Начался новый этап в жизни Вениамина Григорьевича. Мама его называла «телефонным». Почти каждый день он звонил — то в Сингапур, то в Японию, то на Мадагаскар. Где‑нибудь в три ночи Гинцу требовались две фразы, воспевающие перестройку.
Вениамин Григорьевич поливал себя холодной водой.
— «Все, что происходит в вашей стране — это чудо», — произносил он.
— Это худо?
— Чудо, чудо! — поправлял он.
— «Если б не перестройка», — продолжал он.
Гинц повторял.
Где‑нибудь в час ночи Гинц начинал обвинять советское руководство.

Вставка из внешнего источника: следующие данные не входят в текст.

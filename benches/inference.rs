use std::hint::black_box;

use criterion::{BenchmarkId, Criterion, criterion_group, criterion_main};
use serde_json::json;
use taksir::form::InputRow;
use taksir::importance;
use taksir::inference;
use taksir::ml::ModelHandle;
use taksir::ml::gradient_boosting::GradientBoostingModel;
use taksir::schema::schema_of;

const FEATURE_COUNT: usize = 24;
const TREE_COUNT: usize = 300;

/// Depth-2 trees cycling through every feature.
fn synthetic_model() -> ModelHandle {
    let names: Vec<String> = (0..FEATURE_COUNT).map(|i| format!("fitur_{i}")).collect();
    let estimators: Vec<_> = (0..TREE_COUNT)
        .map(|t| {
            let root = t % FEATURE_COUNT;
            let child = (t + 1) % FEATURE_COUNT;
            json!({
                "children_left": [1, 3, 5, -1, -1, -1, -1],
                "children_right": [2, 4, 6, -1, -1, -1, -1],
                "feature": [root, child, child, -2, -2, -2, -2],
                "threshold": [0.5, 1.5, -0.5, -2.0, -2.0, -2.0, -2.0],
                "value": [0.0, 0.0, 0.0, -0.2, 0.1, 0.05, 0.3],
                "impurity": [1.0, 0.6, 0.4, 0.0, 0.0, 0.0, 0.0],
                "weighted_n_node_samples": [100.0, 60.0, 40.0, 30.0, 30.0, 20.0, 20.0]
            })
        })
        .collect();
    let model: GradientBoostingModel = serde_json::from_value(json!({
        "feature_names_in": names,
        "learning_rate": 0.05,
        "init_value": 14.0,
        "estimators": estimators
    }))
    .expect("synthetic model");
    model.validate().expect("valid model");
    ModelHandle::GradientBoosting {
        title: "bench".to_string(),
        model,
    }
}

fn bench_predict(c: &mut Criterion) {
    let handle = synthetic_model();
    let schema = schema_of(&handle);
    let row: InputRow = schema
        .iter()
        .enumerate()
        .map(|(idx, name)| (name, idx as f64 * 0.25))
        .collect();
    c.bench_with_input(BenchmarkId::new("predict", TREE_COUNT), &row, |b, row| {
        b.iter(|| inference::predict(black_box(&handle), black_box(row)).expect("predict"));
    });
}

fn bench_importance_report(c: &mut Criterion) {
    let handle = synthetic_model();
    let schema = schema_of(&handle);
    c.bench_function("importance_report", |b| {
        b.iter(|| importance::report(black_box(&handle), black_box(&schema)));
    });
}

criterion_group!(benches, bench_predict, bench_importance_report);
criterion_main!(benches);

— Три фразы — но крепких!!! — просил он.
Мама клала на голову Вениамина Григорьевича заранее заготовленный лед.
— «Это непорядочно», — диктовал он.
— «Я прекращаю всякие переговоры», — говорил он.
— «Господин Тихомиров — вы — свинья», — заканчивал он.
— Не слишком крепко? — интересовался Гинц.
— В самый раз, — успокаивал Вениамин Григорьевич.
— Спасибо, — благодарил тот, — как по — русски «bon matin?»
— Доброе утро.
— Доброе утро, товарич!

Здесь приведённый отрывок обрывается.